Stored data
*** Block opens ***

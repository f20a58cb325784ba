//! Engine runtime
//!
//! A runtime owns the heap, the class table and every context created from
//! it. All of that state lives behind one `parking_lot` mutex. The lock is
//! never held while calling out to embedder code (native functions,
//! finalizers, the interrupt handler), so those callbacks may re-enter the
//! engine freely.

use crate::class::{ClassDef, ClassId, ClassTable};
use crate::context::EngineContext;
use crate::error::{EngineError, JsResult};
use crate::gc::{self, GcStats, RootSet};
use crate::heap::Heap;
use crate::object::Object;
use crate::value::{ContextToken, ObjectId, RawValue, RuntimeToken};
use parking_lot::{Mutex, MutexGuard};
use rustc_hash::FxHashMap;
use std::sync::Arc;

/// Interrupt poll hook.
///
/// Called at every function call boundary. Returning `true` aborts the
/// current call with an `InternalError: interrupted` exception.
pub type InterruptHandler = fn(rt: &EngineRuntime, opaque: usize) -> bool;

/// Resource limits for a runtime.
#[derive(Debug, Clone)]
pub struct RuntimeLimits {
    /// Maximum number of live objects (None = unlimited)
    pub memory_limit: Option<usize>,

    /// Maximum native call depth
    pub max_stack_depth: usize,

    /// Collect automatically after this many allocations (None = only on
    /// explicit request or memory pressure)
    pub gc_threshold: Option<usize>,
}

impl Default for RuntimeLimits {
    fn default() -> Self {
        Self {
            memory_limit: None,
            max_stack_depth: 256,
            gc_threshold: None,
        }
    }
}

/// Per-context engine state.
#[derive(Debug)]
pub(crate) struct ContextState {
    pub global: ObjectId,
    pub object_proto: ObjectId,
    pub function_proto: ObjectId,
    pub error_proto: ObjectId,
    pub class_protos: FxHashMap<ClassId, ObjectId>,
    pub exception: Option<RawValue>,
}

impl ContextState {
    fn roots(&self) -> impl Iterator<Item = ObjectId> + '_ {
        [self.global, self.object_proto, self.function_proto, self.error_proto]
            .into_iter()
            .chain(self.class_protos.values().copied())
            .chain(self.exception.as_ref().and_then(RawValue::as_object))
    }
}

/// Mutable runtime state guarded by the runtime lock.
#[derive(Debug)]
pub(crate) struct RuntimeState {
    pub heap: Heap,
    pub classes: ClassTable,
    pub contexts: FxHashMap<ContextToken, ContextState>,
    /// Values rooted by active native calls
    pub stack: Vec<RawValue>,
    pub depth: usize,
    pub limits: RuntimeLimits,
    pub interrupt: Option<(InterruptHandler, usize)>,
    pub stats: GcStats,
    pub in_gc: bool,
}

impl RuntimeState {
    fn root_set(&self) -> RootSet {
        let mut roots = RootSet::new();
        for value in &self.stack {
            roots.add_stack_root(value);
        }
        for context in self.contexts.values() {
            for id in context.roots() {
                roots.add_context_root(id);
            }
        }
        for (id, object) in self.heap.iter() {
            if object.host_refs > 0 {
                roots.add_host_root(id);
            }
        }
        roots
    }
}

struct RuntimeCore {
    token: RuntimeToken,
    state: Mutex<RuntimeState>,
}

/// Handle to an engine runtime.
///
/// Cheap to clone; all clones refer to the same runtime.
#[derive(Clone)]
pub struct EngineRuntime {
    core: Arc<RuntimeCore>,
}

impl std::fmt::Debug for EngineRuntime {
    fn fmt(&self, f: &mut std::fmt::Formatter<'_>) -> std::fmt::Result {
        f.debug_struct("EngineRuntime").field("token", &self.core.token).finish()
    }
}

impl Default for EngineRuntime {
    fn default() -> Self {
        Self::new()
    }
}

impl EngineRuntime {
    /// Create a runtime with default limits.
    pub fn new() -> Self {
        Self::with_limits(RuntimeLimits::default())
    }

    /// Create a runtime with the given limits.
    pub fn with_limits(limits: RuntimeLimits) -> Self {
        let token = RuntimeToken::next();
        log::debug!("engine runtime {} created", token);
        Self {
            core: Arc::new(RuntimeCore {
                token,
                state: Mutex::new(RuntimeState {
                    heap: Heap::new(),
                    classes: ClassTable::new(),
                    contexts: FxHashMap::default(),
                    stack: Vec::new(),
                    depth: 0,
                    limits,
                    interrupt: None,
                    stats: GcStats::default(),
                    in_gc: false,
                }),
            }),
        }
    }

    /// Token identifying this runtime.
    pub fn token(&self) -> RuntimeToken {
        self.core.token
    }

    pub(crate) fn lock(&self) -> MutexGuard<'_, RuntimeState> {
        self.core.state.lock()
    }

    // ===== Classes =====

    /// Allocate a class ID and register `def` under it.
    pub fn new_class(&self, def: ClassDef) -> ClassId {
        let id = ClassId::new();
        log::debug!("runtime {}: class '{}' registered as {}", self.token(), def.name, id);
        self.lock().classes.register(id, def);
        id
    }

    /// Register `def` under an existing class ID.
    pub fn register_class(&self, id: ClassId, def: ClassDef) -> bool {
        self.lock().classes.register(id, def)
    }

    pub fn has_class(&self, id: ClassId) -> bool {
        self.lock().classes.contains(id)
    }

    /// Number of registered classes.
    pub fn class_count(&self) -> usize {
        self.lock().classes.len()
    }

    pub fn class_name(&self, id: ClassId) -> Option<String> {
        self.lock().classes.get(id).map(|def| def.name.clone())
    }

    // ===== Limits =====

    pub fn limits(&self) -> RuntimeLimits {
        self.lock().limits.clone()
    }

    pub fn set_memory_limit(&self, limit: Option<usize>) {
        self.lock().limits.memory_limit = limit;
    }

    pub fn set_max_stack_depth(&self, depth: usize) {
        self.lock().limits.max_stack_depth = depth;
    }

    pub fn set_gc_threshold(&self, threshold: Option<usize>) {
        self.lock().limits.gc_threshold = threshold;
    }

    // ===== Interrupts =====

    /// Install or remove the interrupt poll hook.
    pub fn set_interrupt_handler(&self, handler: Option<(InterruptHandler, usize)>) {
        self.lock().interrupt = handler;
    }

    /// Poll the interrupt hook.
    pub fn should_interrupt(&self) -> bool {
        let handler = self.lock().interrupt;
        match handler {
            Some((handler, opaque)) => handler(self, opaque),
            None => false,
        }
    }

    // ===== Contexts =====

    /// Create a new context with its own global object and intrinsics.
    pub fn new_context(&self) -> EngineContext {
        let token = ContextToken::next();
        {
            let mut state = self.lock();
            let object_proto = state.heap.alloc(Object::new(ClassId::OBJECT, None, token));
            let function_proto = state
                .heap
                .alloc(Object::new(ClassId::OBJECT, Some(object_proto), token));
            let error_proto = state
                .heap
                .alloc(Object::new(ClassId::OBJECT, Some(object_proto), token));
            let global = state
                .heap
                .alloc(Object::new(ClassId::OBJECT, Some(object_proto), token));
            state.contexts.insert(
                token,
                ContextState {
                    global,
                    object_proto,
                    function_proto,
                    error_proto,
                    class_protos: FxHashMap::default(),
                    exception: None,
                },
            );
        }
        log::debug!("runtime {}: context {} created", self.token(), token);
        EngineContext::from_parts(self.clone(), token)
    }

    /// Free a context.
    ///
    /// Its global object and intrinsics stop being roots; objects that are
    /// only reachable from them are reclaimed by the next collection.
    pub fn free_context(&self, token: ContextToken) -> bool {
        let removed = self.lock().contexts.remove(&token).is_some();
        if removed {
            log::debug!("runtime {}: context {} freed", self.token(), token);
        }
        removed
    }

    pub fn has_context(&self, token: ContextToken) -> bool {
        self.lock().contexts.contains_key(&token)
    }

    pub fn context_count(&self) -> usize {
        self.lock().contexts.len()
    }

    // ===== Host references =====

    /// Take an additional host reference on `value`.
    pub fn dup_value(&self, value: &RawValue) -> RawValue {
        if let Some(id) = value.as_object() {
            if let Some(object) = self.lock().heap.get_mut(id) {
                object.host_refs += 1;
            }
        }
        value.clone()
    }

    /// Release one host reference on `value`.
    ///
    /// Releasing a reference to an object that was already collected is a
    /// no-op.
    pub fn free_value(&self, value: &RawValue) {
        if let Some(id) = value.as_object() {
            if let Some(object) = self.lock().heap.get_mut(id) {
                object.host_refs = object.host_refs.saturating_sub(1);
            }
        }
    }

    /// Number of host references on an object (0 for immediates).
    pub fn host_refs(&self, value: &RawValue) -> u32 {
        value
            .as_object()
            .and_then(|id| self.lock().heap.get(id).map(|o| o.host_refs))
            .unwrap_or(0)
    }

    // ===== Garbage collection =====

    /// Run a full collection and then the finalizers of every freed
    /// instance. Returns the number of freed objects.
    pub fn run_gc(&self) -> usize {
        let outcome = {
            let mut state = self.lock();
            if state.in_gc {
                return 0;
            }
            state.in_gc = true;
            let roots = state.root_set();
            let RuntimeState {
                heap, classes, stats, ..
            } = &mut *state;
            gc::collect(heap, &roots, classes, stats)
        };
        let _guard = GcGuard { rt: self };

        log::debug!(
            "runtime {}: gc freed {} objects, {} finalizers pending",
            self.token(),
            outcome.freed,
            outcome.pending_finalizers.len()
        );
        for (finalizer, info) in outcome.pending_finalizers {
            finalizer(self, info);
        }
        outcome.freed
    }

    /// Collect if the allocation threshold has been reached.
    pub(crate) fn maybe_gc(&self) {
        let due = {
            let state = self.lock();
            !state.in_gc
                && state
                    .limits
                    .gc_threshold
                    .is_some_and(|threshold| state.heap.allocated_since_gc() >= threshold)
        };
        if due {
            self.run_gc();
        }
    }

    pub fn gc_stats(&self) -> GcStats {
        self.lock().stats.clone()
    }

    /// Number of live heap objects.
    pub fn object_count(&self) -> usize {
        self.lock().heap.len()
    }

    /// Tear the runtime down.
    ///
    /// Frees every context, drops all host references and collects
    /// everything, so each remaining instance is finalized exactly once.
    pub fn free(&self) {
        {
            let mut state = self.lock();
            state.contexts.clear();
            state.stack.clear();
            for object in state.heap.objects_mut().values_mut() {
                object.host_refs = 0;
            }
        }
        self.run_gc();
        log::debug!("engine runtime {} freed", self.token());
    }

    // ===== Call frames =====

    /// Root `values` for the duration of a native call.
    ///
    /// Returns `None` when the depth limit is reached; the caller throws
    /// the range error.
    pub(crate) fn push_frame(&self, values: &[&RawValue]) -> Option<Frame<'_>> {
        let mut state = self.lock();
        if state.depth >= state.limits.max_stack_depth {
            return None;
        }
        state.depth += 1;
        let stack_len = state.stack.len();
        state.stack.extend(values.iter().map(|v| (*v).clone()));
        Some(Frame { rt: self, stack_len })
    }

    pub(crate) fn check_context(&self, token: ContextToken) -> JsResult<()> {
        if self.lock().contexts.contains_key(&token) {
            Ok(())
        } else {
            Err(EngineError::ContextFreed(token))
        }
    }
}

/// Clears the collection flag once finalizers have run.
struct GcGuard<'a> {
    rt: &'a EngineRuntime,
}

impl Drop for GcGuard<'_> {
    fn drop(&mut self) {
        self.rt.lock().in_gc = false;
    }
}

/// An active native call; pops its stack roots when dropped.
pub(crate) struct Frame<'a> {
    rt: &'a EngineRuntime,
    stack_len: usize,
}

impl Drop for Frame<'_> {
    fn drop(&mut self) {
        let mut state = self.rt.lock();
        state.stack.truncate(self.stack_len);
        state.depth = state.depth.saturating_sub(1);
    }
}

#[cfg(test)]
mod tests {
    use super::*;
    use crate::class::FinalizeInfo;
    use crate::object::Opaque;
    use std::sync::atomic::{AtomicUsize, Ordering};

    static FINALIZED: AtomicUsize = AtomicUsize::new(0);

    fn count_finalizer(_rt: &EngineRuntime, info: FinalizeInfo) {
        if info.opaque.and_then(|o| o.as_word()) == Some(42) {
            FINALIZED.fetch_add(1, Ordering::SeqCst);
        }
    }

    #[test]
    fn test_context_lifecycle() {
        let rt = EngineRuntime::new();
        let ctx = rt.new_context();
        assert!(rt.has_context(ctx.token()));
        assert_eq!(rt.context_count(), 1);
        assert!(rt.free_context(ctx.token()));
        assert!(!rt.free_context(ctx.token()));
        assert_eq!(rt.context_count(), 0);
    }

    #[test]
    fn test_host_refs_keep_objects_alive() {
        let rt = EngineRuntime::new();
        let ctx = rt.new_context();
        let obj = ctx.new_object().unwrap();
        assert_eq!(rt.host_refs(&obj), 1);

        rt.run_gc();
        assert!(ctx.is_live(&obj));

        rt.free_value(&obj);
        rt.run_gc();
        assert!(!ctx.is_live(&obj));
    }

    #[test]
    fn test_free_runs_finalizers() {
        let rt = EngineRuntime::new();
        let class_id = rt.new_class(ClassDef::new("Res").with_finalizer(count_finalizer));
        let ctx = rt.new_context();
        let obj = ctx.new_object_class(class_id).unwrap();
        assert!(ctx.set_opaque(&obj, Opaque::Word(42)));

        let before = FINALIZED.load(Ordering::SeqCst);
        rt.free();
        assert_eq!(FINALIZED.load(Ordering::SeqCst), before + 1);
        assert_eq!(rt.object_count(), 0);
    }

    #[test]
    fn test_stack_depth_limit() {
        let rt = EngineRuntime::with_limits(RuntimeLimits {
            max_stack_depth: 1,
            ..Default::default()
        });
        let first = rt.push_frame(&[]);
        assert!(first.is_some());
        assert!(rt.push_frame(&[]).is_none());
        drop(first);
        assert!(rt.push_frame(&[]).is_some());
    }
}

*** Block closes ***

Directions for this task -> Wherever a line of the data holds "MutexGuard", copy that line.

Answer to the problem ->
use parking_lot::{Mutex, MutexGuard};
    pub(crate) fn lock(&self) -> MutexGuard<'_, RuntimeState> {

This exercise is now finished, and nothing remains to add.